Another installment in a nearly-regular series of mysteries and pseudo-mysteries (usually 3-4) this inquiring mind would like to have answers for (some links included may require free registration):

QUESTION 1: If they really must stay in New York (I think Ramallah or Tehran would be more appropriate), will the people at The United Nations at least let Donald Trump take over the project?

Trump’s idea seems hideous at first, but may actually be awesome:

WASHINGTON - The U.N. renovation project will probably cost $3 billion - more than double the United Nations’s estimate of $1.2 billion, and more than four times the $700 million the project would cost if it were being managed competently, real estate developer Donald Trump told senators here yesterday.

The best solution to the United Nations’ refurbishment woes would be for the organization to abandon its current Turtle Bay headquarters entirely and relocate to the new office towers being built at ground zero, Mr. Trump said.

Mr. Trump’s assessments were delivered in testimony before the U.S. Senate subcommittee on federal financial management, government information, and international security. The chairman of the subcommittee, Senator Coburn, a Republican of Oklahoma, investigates cases of waste and financial mismanagement at the federal level.

One such case, Dr. Coburn has said, is the U.N.’s plan to undertake a complete renovation of its headquarters at Turtle Bay, at a cost of $1.2 billion, 22% of which would be shouldered by American taxpayers. The renovations - set to begin in 2007 and expected to take five years - would be financed by America in the form of a $1.2 billion, 30-year loan at 5.54% interest offered last fall by the Bush administration.

As The New York Sun reported in February, the $1.2 billion price tag for the project appeared exorbitant to many New York real estate developers, including Mr.
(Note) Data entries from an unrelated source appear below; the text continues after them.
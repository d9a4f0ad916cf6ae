//! The scheduling context and its registry operations.
//!
//! A [`Scheduler`] owns every piece of engine state behind one shared
//! inner value: the task map, the in-flight and stop-request sets, and
//! the timer side table. Handles are cheap to clone and safe to share
//! across tasks and threads. All mutation happens under a single short
//! lock that is never held across an await point.

use crate::config::SchedulerConfig;
use crate::dispatch;
use crate::error::{ChimeError, Result};
use crate::processor::MessageProcessor;
use crate::runner;
use crate::schedule::parse_schedule;
use crate::store::{JsonFileStore, TaskStore};
use crate::task::{Task, TaskOptions, TaskSummary};
use chrono::Utc;
use std::collections::{HashMap, HashSet};
use std::sync::{Arc, Mutex, MutexGuard};
use tokio_util::sync::CancellationToken;
use tracing::{error, info, warn};

/// Mutable engine state, guarded by the lock in [`SchedulerInner`].
#[derive(Default)]
pub(crate) struct EngineState {
    /// Every known task, keyed by id.
    pub(crate) tasks: HashMap<String, Task>,
    /// Ids with an invocation currently executing.
    pub(crate) in_flight: HashSet<String>,
    /// Ids with a pending stop request.
    pub(crate) stop_requests: HashSet<String>,
    /// Cancellation handle for each armed timer primitive.
    pub(crate) timers: HashMap<String, CancellationToken>,
}

/// State shared between scheduler handles and spawned timer tasks.
pub(crate) struct SchedulerInner {
    pub(crate) config: SchedulerConfig,
    pub(crate) store: Arc<dyn TaskStore>,
    pub(crate) processor: Arc<dyn MessageProcessor>,
    state: Mutex<EngineState>,
}

impl SchedulerInner {
    /// Lock the engine state, recovering from a poisoned lock.
    pub(crate) fn state(&self) -> MutexGuard<'_, EngineState> {
        self.state.lock().unwrap_or_else(|e| e.into_inner())
    }
}

/// Handle to a running scheduling context.
///
/// Operations assume a Tokio runtime: arming a task spawns its timer.
/// Cloning is cheap and every clone drives the same context.
#[derive(Clone)]
pub struct Scheduler {
    inner: Arc<SchedulerInner>,
}

impl Scheduler {
    /// Build a scheduler persisting task records under
    /// `config.state_dir`.
    pub fn new(config: SchedulerConfig, processor: Arc<dyn MessageProcessor>) -> Result<Self> {
        let store = Arc::new(JsonFileStore::new(config.state_dir.clone()));
        Self::with_store(config, store, processor)
    }

    /// Build a scheduler over any [`TaskStore`] implementation.
    pub fn with_store(
        config: SchedulerConfig,
        store: Arc<dyn TaskStore>,
        processor: Arc<dyn MessageProcessor>,
    ) -> Result<Self> {
        config.validate()?;
        Ok(Self {
            inner: Arc::new(SchedulerInner {
                config,
                store,
                processor,
                state: Mutex::new(EngineState::default()),
            }),
        })
    }

    pub(crate) fn inner(&self) -> &Arc<SchedulerInner> {
        &self.inner
    }

    /// Load persisted records and arm every eligible task.
    ///
    /// A store that cannot be read is logged and treated as empty, so a
    /// missing or damaged state directory never prevents startup.
    /// Disabled tasks and one-time tasks whose instant has passed are
    /// loaded but left dormant.
    pub fn start(&self) {
        let loaded = match self.inner.store.load_all() {
            Ok(tasks) => tasks,
            Err(e) => {
                warn!("cannot load task records: {e}");
                Vec::new()
            }
        };

        let mut state = self.inner.state();
        for task in loaded {
            state.tasks.insert(task.id.clone(), task);
        }

        let now = Utc::now();
        let eligible: Vec<String> = state
            .tasks
            .values()
            .filter(|task| task.is_armable(now))
            .map(|task| task.id.clone())
            .collect();
        for id in &eligible {
            dispatch::arm(&self.inner, &mut state, id);
        }
        info!(
            "scheduler started with {} tasks ({} armed)",
            state.tasks.len(),
            eligible.len()
        );
    }

    /// Parse the schedule phrase, persist a fresh task, and arm it.
    ///
    /// An unrecognized phrase fails synchronously and nothing is stored.
    /// When `options.max_attempts` is unset the configured default
    /// applies. Returns a snapshot of the task as armed.
    pub fn add(
        &self,
        name: &str,
        schedule: &str,
        command: &str,
        options: TaskOptions,
    ) -> Result<Task> {
        let timing = parse_schedule(schedule)?;
        let mut options = options;
        if options.max_attempts.is_none() {
            options.max_attempts = Some(self.inner.config.default_max_attempts);
        }
        let mut task = Task::new(name, schedule.trim(), command, timing, options);

        // Persist before arming so a task that cannot be stored never
        // fires.
        self.inner.store.save(&task)?;

        let mut state = self.inner.state();
        state.tasks.insert(task.id.clone(), task.clone());
        dispatch::arm(&self.inner, &mut state, &task.id);
        if let Some(armed) = state.tasks.get(&task.id) {
            task = armed.clone();
        }
        drop(state);

        // Arming estimated next_run in memory; write the record again so
        // the estimate survives a restart.
        if task.next_run.is_some() {
            if let Err(e) = self.inner.store.save(&task) {
                error!("cannot persist task {}: {e}", task.id);
            }
        }

        info!("added {} task {} ({})", task.type_label(), task.id, task.name);
        Ok(task)
    }

    /// Disarm a task and delete it, both from memory and the store.
    pub fn remove(&self, id: &str) -> Result<()> {
        {
            let mut state = self.inner.state();
            if !state.tasks.contains_key(id) {
                return Err(ChimeError::UnknownTask(id.to_owned()));
            }
            dispatch::disarm(&mut state, id);
            state.tasks.remove(id);
            state.in_flight.remove(id);
            state.stop_requests.remove(id);
        }
        self.inner.store.delete(id)?;
        info!("removed task {id}");
        Ok(())
    }

    /// Disarm a task and mark it disabled. The record stays stored and
    /// keeps its statistics.
    pub fn pause(&self, id: &str) -> Result<()> {
        let snapshot = {
            let mut state = self.inner.state();
            let Some(task) = state.tasks.get_mut(id) else {
                return Err(ChimeError::UnknownTask(id.to_owned()));
            };
            task.enabled = false;
            let snapshot = task.clone();
            dispatch::disarm(&mut state, id);
            snapshot
        };
        self.inner.store.save(&snapshot)?;
        info!("paused task {id}");
        Ok(())
    }

    /// Re-enable a paused task and re-arm its timer. A pending stop
    /// request is cleared so the task can fire again. A one-time task
    /// whose instant has passed stays dormant.
    pub fn resume(&self, id: &str) -> Result<()> {
        let snapshot = {
            let mut state = self.inner.state();
            let Some(task) = state.tasks.get_mut(id) else {
                return Err(ChimeError::UnknownTask(id.to_owned()));
            };
            task.enabled = true;
            state.stop_requests.remove(id);
            dispatch::arm(&self.inner, &mut state, id);
            state.tasks.get(id).cloned()
        };
        if let Some(task) = snapshot {
            self.inner.store.save(&task)?;
        }
        info!("resumed task {id}");
        Ok(())
    }

    /// Record a stop request and clear the task's in-flight marker.
    ///
    /// The next scheduled fire sees the flag and skips without touching
    /// the statistics. An invocation already executing is not
    /// interrupted; because the marker is cleared here, a fire landing
    /// before that invocation completes can slip past the overlap guard.
    /// The flag stays set until the task is resumed.
    pub fn request_stop(&self, id: &str) -> Result<()> {
        {
            let mut state = self.inner.state();
            if !state.tasks.contains_key(id) {
                return Err(ChimeError::UnknownTask(id.to_owned()));
            }
            state.stop_requests.insert(id.to_owned());
            state.in_flight.remove(id);
        }
        info!("stop requested for task {id}");
        Ok(())
    }

    /// Trigger a task immediately through the same guard path scheduled
    /// fires use. Skipped runs (in flight, stop pending) return `Ok`.
    pub async fn run_now(&self, id: &str) -> Result<()> {
        if !self.inner.state().tasks.contains_key(id) {
            return Err(ChimeError::UnknownTask(id.to_owned()));
        }
        runner::run_task(&self.inner, id).await;
        Ok(())
    }

    /// Read-only summaries of every known task, oldest first.
    #[must_use]
    pub fn list(&self) -> Vec<TaskSummary> {
        let state = self.inner.state();
        let mut tasks: Vec<&Task> = state.tasks.values().collect();
        tasks.sort_by(|a, b| {
            a.created_at
                .cmp(&b.created_at)
                .then_with(|| a.id.cmp(&b.id))
        });
        tasks.into_iter().map(TaskSummary::from).collect()
    }

    /// A full snapshot of one task.
    pub fn get(&self, id: &str) -> Result<Task> {
        self.inner
            .state()
            .tasks
            .get(id)
            .cloned()
            .ok_or_else(|| ChimeError::UnknownTask(id.to_owned()))
    }

    /// Whether an invocation of this task is currently executing.
    /// Unknown ids report as not running.
    #[must_use]
    pub fn is_running(&self, id: &str) -> bool {
        self.inner.state().in_flight.contains(id)
    }

    /// Whether a stop request is pending for this task.
    #[must_use]
    pub fn is_stopped(&self, id: &str) -> bool {
        self.inner.state().stop_requests.contains(id)
    }

    /// Disarm every timer. Records and statistics are left untouched;
    /// runs already executing complete on their own.
    pub fn shutdown(&self) {
        let timers = std::mem::take(&mut self.inner.state().timers);
        let count = timers.len();
        for token in timers.into_values() {
            token.cancel();
        }
        info!("scheduler shut down, {count} timers disarmed");
    }
}
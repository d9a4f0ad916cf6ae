//! Task records, creation options, and list summaries.
//!
//! [`Task`] is the persisted unit: identity, schedule, command, seed
//! context, and run statistics. It stays fully serializable — live
//! timer handles are kept in a side table owned by the scheduler, never
//! on the record itself.

use crate::config::DEFAULT_MAX_ATTEMPTS;
use crate::schedule::Timing;
use chrono::{DateTime, Utc};
use serde::{Deserialize, Serialize};

/// The role of a seed-context message.
#[derive(Debug, Clone, Copy, PartialEq, Eq, Serialize, Deserialize)]
#[serde(rename_all = "lowercase")]
pub enum Role {
    /// System instructions.
    System,
    /// User input.
    User,
    /// Assistant (model) output.
    Assistant,
}

impl std::fmt::Display for Role {
    fn fmt(&self, f: &mut std::fmt::Formatter<'_>) -> std::fmt::Result {
        match self {
            Self::System => write!(f, "system"),
            Self::User => write!(f, "user"),
            Self::Assistant => write!(f, "assistant"),
        }
    }
}

/// One message of the conversation context seeded into each run.
#[derive(Debug, Clone, PartialEq, Eq, Serialize, Deserialize)]
pub struct ContextMessage {
    /// Who sent this message.
    pub role: Role,
    /// The message text.
    pub content: String,
}

impl ContextMessage {
    /// Create a message with the given role.
    pub fn new(role: Role, content: impl Into<String>) -> Self {
        Self {
            role,
            content: content.into(),
        }
    }

    /// Create a system message.
    pub fn system(content: impl Into<String>) -> Self {
        Self::new(Role::System, content)
    }

    /// Create a user message.
    pub fn user(content: impl Into<String>) -> Self {
        Self::new(Role::User, content)
    }

    /// Create an assistant message.
    pub fn assistant(content: impl Into<String>) -> Self {
        Self::new(Role::Assistant, content)
    }
}

/// Optional fields for task creation.
#[derive(Debug, Clone, Default)]
pub struct TaskOptions {
    /// Skill profile to apply when the task runs.
    pub skill: Option<String>,
    /// Conversation context seeded into each run.
    pub context: Vec<ContextMessage>,
    /// Recorded attempt budget. Defaults to
    /// [`SchedulerConfig::default_max_attempts`](crate::SchedulerConfig).
    pub max_attempts: Option<u32>,
}

/// A scheduled task: definition plus run statistics.
///
/// Persisted as one camelCase JSON document per task; the timing
/// payload is flattened in as the `type` tag plus its one payload
/// field (`datetime`, `interval`, or `cron`).
#[derive(Debug, Clone, PartialEq, Eq, Serialize, Deserialize)]
#[serde(rename_all = "camelCase")]
pub struct Task {
    /// Opaque unique identifier, immutable for the task's lifetime.
    pub id: String,
    /// Human-readable task name.
    pub name: String,
    #[serde(flatten)]
    /// When this task fires.
    pub timing: Timing,
    /// The original schedule phrase the task was created from.
    pub schedule: String,
    /// Command text handed to the message processor on each run.
    pub command: String,
    /// Skill profile to apply, if any.
    #[serde(default)]
    pub skill: Option<String>,
    /// Conversation context seeded into each run.
    #[serde(default)]
    pub context: Vec<ContextMessage>,
    /// Whether the task may be armed. Disabled tasks never fire.
    pub enabled: bool,
    /// Recorded attempt budget (not yet consulted by the runner).
    pub max_attempts: u32,
    /// When the task was created.
    pub created_at: DateTime<Utc>,
    /// When the task last finished a run.
    #[serde(default)]
    pub last_run: Option<DateTime<Utc>>,
    /// Estimated next fire. For recurring tasks this is the next poll,
    /// not the true next cron match.
    #[serde(default)]
    pub next_run: Option<DateTime<Utc>>,
    /// Completed runs. Always `success_count + failure_count`.
    #[serde(default)]
    pub run_count: u64,
    /// Runs that completed successfully.
    #[serde(default)]
    pub success_count: u64,
    /// Runs that failed (processor error reply or call failure).
    #[serde(default)]
    pub failure_count: u64,
}

impl Task {
    /// Create a new enabled task with a fresh id and zeroed statistics.
    pub(crate) fn new(
        name: impl Into<String>,
        schedule: impl Into<String>,
        command: impl Into<String>,
        timing: Timing,
        options: TaskOptions,
    ) -> Self {
        Self {
            id: uuid::Uuid::new_v4().to_string(),
            name: name.into(),
            timing,
            schedule: schedule.into(),
            command: command.into(),
            skill: options.skill,
            context: options.context,
            enabled: true,
            max_attempts: options.max_attempts.unwrap_or(DEFAULT_MAX_ATTEMPTS),
            created_at: Utc::now(),
            last_run: None,
            next_run: None,
            run_count: 0,
            success_count: 0,
            failure_count: 0,
        }
    }

    /// The wire-format type tag (`one-time`, `heartbeat`, `recurring`).
    #[must_use]
    pub fn type_label(&self) -> &'static str {
        self.timing.type_label()
    }

    /// Record a completed run at `now`.
    ///
    /// Keeps `run_count == success_count + failure_count`.
    pub(crate) fn record_run(&mut self, succeeded: bool, now: DateTime<Utc>) {
        self.last_run = Some(now);
        self.run_count += 1;
        if succeeded {
            self.success_count += 1;
        } else {
            self.failure_count += 1;
        }
    }

    /// Returns `true` if the task may be armed at `now`: it is enabled,
    /// and a one-time target instant has not already passed.
    #[must_use]
    pub fn is_armable(&self, now: DateTime<Utc>) -> bool {
        if !self.enabled {
            return false;
        }
        match &self.timing {
            Timing::OneTime { datetime } => *datetime > now,
            Timing::Heartbeat { .. } | Timing::Recurring { .. } => true,
        }
    }
}

/// Read-only row returned by `list()`. Carries no internal handles.
#[derive(Debug, Clone, PartialEq, Eq, Serialize)]
#[serde(rename_all = "camelCase")]
pub struct TaskSummary {
    /// Task id.
    pub id: String,
    /// Human-readable name.
    pub name: String,
    /// Type tag (`one-time`, `heartbeat`, `recurring`).
    #[serde(rename = "type")]
    pub task_type: &'static str,
    /// The original schedule phrase.
    pub schedule: String,
    /// Whether the task may fire.
    pub enabled: bool,
    /// When the task last finished a run.
    pub last_run: Option<DateTime<Utc>>,
    /// Estimated next fire.
    pub next_run: Option<DateTime<Utc>>,
    /// Completed runs.
    pub run_count: u64,
    /// Successful runs.
    pub success_count: u64,
    /// Failed runs.
    pub failure_count: u64,
}

impl From<&Task> for TaskSummary {
    fn from(task: &Task) -> Self {
        Self {
            id: task.id.clone(),
            name: task.name.clone(),
            task_type: task.type_label(),
            schedule: task.schedule.clone(),
            enabled: task.enabled,
            last_run: task.last_run,
            next_run: task.next_run,
            run_count: task.run_count,
            success_count: task.success_count,
            failure_count: task.failure_count,
        }
    }
}
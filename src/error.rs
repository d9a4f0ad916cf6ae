//! Error types for the chime crate.
//!
//! All errors use stable string messages suitable for display to users
//! and programmatic handling. Failures inside a scheduled run never
//! surface here; the runner converts them into task statistics and a
//! log entry.

/// Errors that can occur during scheduling operations.
#[derive(Debug, thiserror::Error)]
pub enum ChimeError {
    /// A schedule phrase matched none of the accepted grammars.
    #[error("invalid schedule format: {0}")]
    InvalidSchedule(String),

    /// An operation referenced a task id that does not exist.
    #[error("unknown task: {0}")]
    UnknownTask(String),

    /// Reading or writing a persisted task record failed.
    #[error("store error: {0}")]
    Store(String),

    /// The message processor returned a failure for a direct request.
    #[error("processor error: {0}")]
    Processor(String),

    /// Invalid scheduler configuration.
    #[error("config error: {0}")]
    Config(String),
}

/// Convenience type alias for chime results.
pub type Result<T> = std::result::Result<T, ChimeError>;
//! The guarded single-task invocation path.
//!
//! Every fire — timer, poller, or manual trigger — funnels through
//! [`run_task`]. The guards run in a fixed order under one short lock:
//! unknown id, execution already in flight, stop request pending. A run
//! that passes the guards invokes the message processor, records the
//! outcome in the task's statistics, and persists the updated record.
//! Nothing in here ever propagates a failure to the caller.

use crate::processor::ProcessRequest;
use crate::scheduler::SchedulerInner;
use chrono::Utc;
use std::sync::Arc;
use tracing::{debug, error, info, warn};

/// Run one task through the guard path, invoking the processor if the
/// guards pass. Guard rejections return silently after a log entry.
pub(crate) async fn run_task(inner: &Arc<SchedulerInner>, id: &str) {
    let request = {
        let mut state = inner.state();
        let Some(task) = state.tasks.get(id) else {
            debug!("run requested for unknown task {id}");
            return;
        };
        if state.in_flight.contains(id) {
            debug!("task {id} is still running, skipping this cycle");
            return;
        }
        if state.stop_requests.contains(id) {
            info!("task {id} has a pending stop request, skipping run");
            return;
        }
        let request = ProcessRequest::from(task);
        state.in_flight.insert(id.to_owned());
        request
    };

    debug!("executing scheduled task {id}");
    let outcome = inner.processor.process_message(request).await;

    let succeeded = match outcome {
        Ok(reply) if reply.is_error() => {
            warn!(
                "task {id} failed: {}",
                reply.error.as_deref().unwrap_or("unspecified error")
            );
            false
        }
        Ok(_) => {
            debug!("task {id} completed successfully");
            true
        }
        Err(e) => {
            warn!("task {id} failed: {e}");
            false
        }
    };

    // The in-flight marker is cleared and the record persisted whether
    // or not the processor call succeeded. A task removed while its run
    // was executing is not resurrected.
    let record = {
        let mut state = inner.state();
        state.in_flight.remove(id);
        match state.tasks.get_mut(id) {
            Some(task) => {
                task.record_run(succeeded, Utc::now());
                Some(task.clone())
            }
            None => None,
        }
    };

    if let Some(task) = record {
        if let Err(e) = inner.store.save(&task) {
            error!("cannot persist task {id}: {e}");
        }
    }
}
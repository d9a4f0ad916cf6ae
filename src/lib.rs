//! # chime
//!
//! Task scheduling for conversational agents: one-time reminders,
//! fixed-interval heartbeats, and cron-style recurring tasks, each
//! firing a stored command through a pluggable message processor.
//!
//! ## Design
//!
//! - Natural-language schedule phrases (`at …`, `every …`, `daily at …`,
//!   `weekly on …`, `monthly on …`) parsed into typed timings
//! - One JSON record per task under a state directory; an unreadable
//!   store degrades to an empty set instead of failing startup
//! - Tokio timers tracked per task behind cancellation handles
//! - Overlap and stop-request guards in front of every invocation
//! - Run statistics recorded and persisted after every invocation,
//!   successful or not
//!
//! ## Example
//!
//! ```no_run
//! use chime::{
//!     MessageProcessor, ProcessReply, ProcessRequest, Scheduler, SchedulerConfig, TaskOptions,
//! };
//! use std::sync::Arc;
//!
//! struct Echo;
//!
//! #[async_trait::async_trait]
//! impl MessageProcessor for Echo {
//!     async fn process_message(&self, request: ProcessRequest) -> chime::Result<ProcessReply> {
//!         Ok(ProcessReply::success(request.command))
//!     }
//! }
//!
//! # async fn example() -> chime::Result<()> {
//! let scheduler = Scheduler::new(SchedulerConfig::default(), Arc::new(Echo))?;
//! scheduler.start();
//! scheduler.add("ping", "every 5 minutes", "say hi", TaskOptions::default())?;
//! # Ok(())
//! # }
//! ```

pub mod config;
pub mod cron;
mod dispatch;
pub mod error;
pub mod processor;
mod runner;
pub mod schedule;
pub mod scheduler;
pub mod store;
pub mod task;

pub use config::{DEFAULT_MAX_ATTEMPTS, SchedulerConfig, default_state_dir};
pub use cron::CronExpr;
pub use error::{ChimeError, Result};
pub use processor::{MessageProcessor, ProcessReply, ProcessRequest};
pub use schedule::{SCHEDULE_FORMATS, Timing, parse_schedule};
pub use scheduler::Scheduler;
pub use store::{JsonFileStore, MemoryStore, TaskStore};
pub use task::{ContextMessage, Role, Task, TaskOptions, TaskSummary};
Trump.

… “Anyone who says that building renovation is more expensive than building a new building doesn’t know the business,” the developer said. “It only costs a fool more money.”

Mr. Trump said that, as a result of meetings with Secretary-General Annan and conversations with other U.N. officials, he had come to the conclusion that the world body was being “naive,” at best, in its approach to the renovations. “I’m going to predict that it will cost over $3 billion because they just don’t know” what they’re doing, Mr. Trump said of the project. “In my real opinion, it should cost around $700 million,” he added.

…. the United Nations was offered space at ground zero in 2002 and turned it down, citing an excessively taxing commute for U.N. employees living in Midtown.

(In my dreams, I’d relocate the UN to Ground Zero and make every UN employee and foreign dignitary, every single day, have to walk through a series of monuments not only to those who died in the September 11 attacks and in terroism attacks worldwide, but to the American and other coalition-of-the-willing soldiers who liberated Afghanistan and Iraq after that. Y’all don’t like it? There’s always Damascus.)

Back in the real world, if the UN must remain headquartered in the US and remodel Turtle Bay, Congress should make American-company management of the entire construction project a precondition, and limit the cost to the $700 million Trump mentioned.

QUESTION 2: How many other places have you seen this story?

Elliot Spitzer’s campaign had to return contributions because of conflict considerations (link requires paid subscription):

Documents filed Friday with the New York State Board of Elections show that New York Attorney General Eliot L. Spitzer returned a $24,000 campaign donation that Mario J. Gabelli, chief executive of Gabelli Asset Management Inc. in Rye, N.Y., made in December 2004, according to a published report last week.

Mr. Spitzer, who is raising money to run for governor of New York, reportedly returned the money because his office and the Securities and Exchange Commission have been making inquiries into the operations of Gabelli Asset Management as part of a continuing probe into the fund industry.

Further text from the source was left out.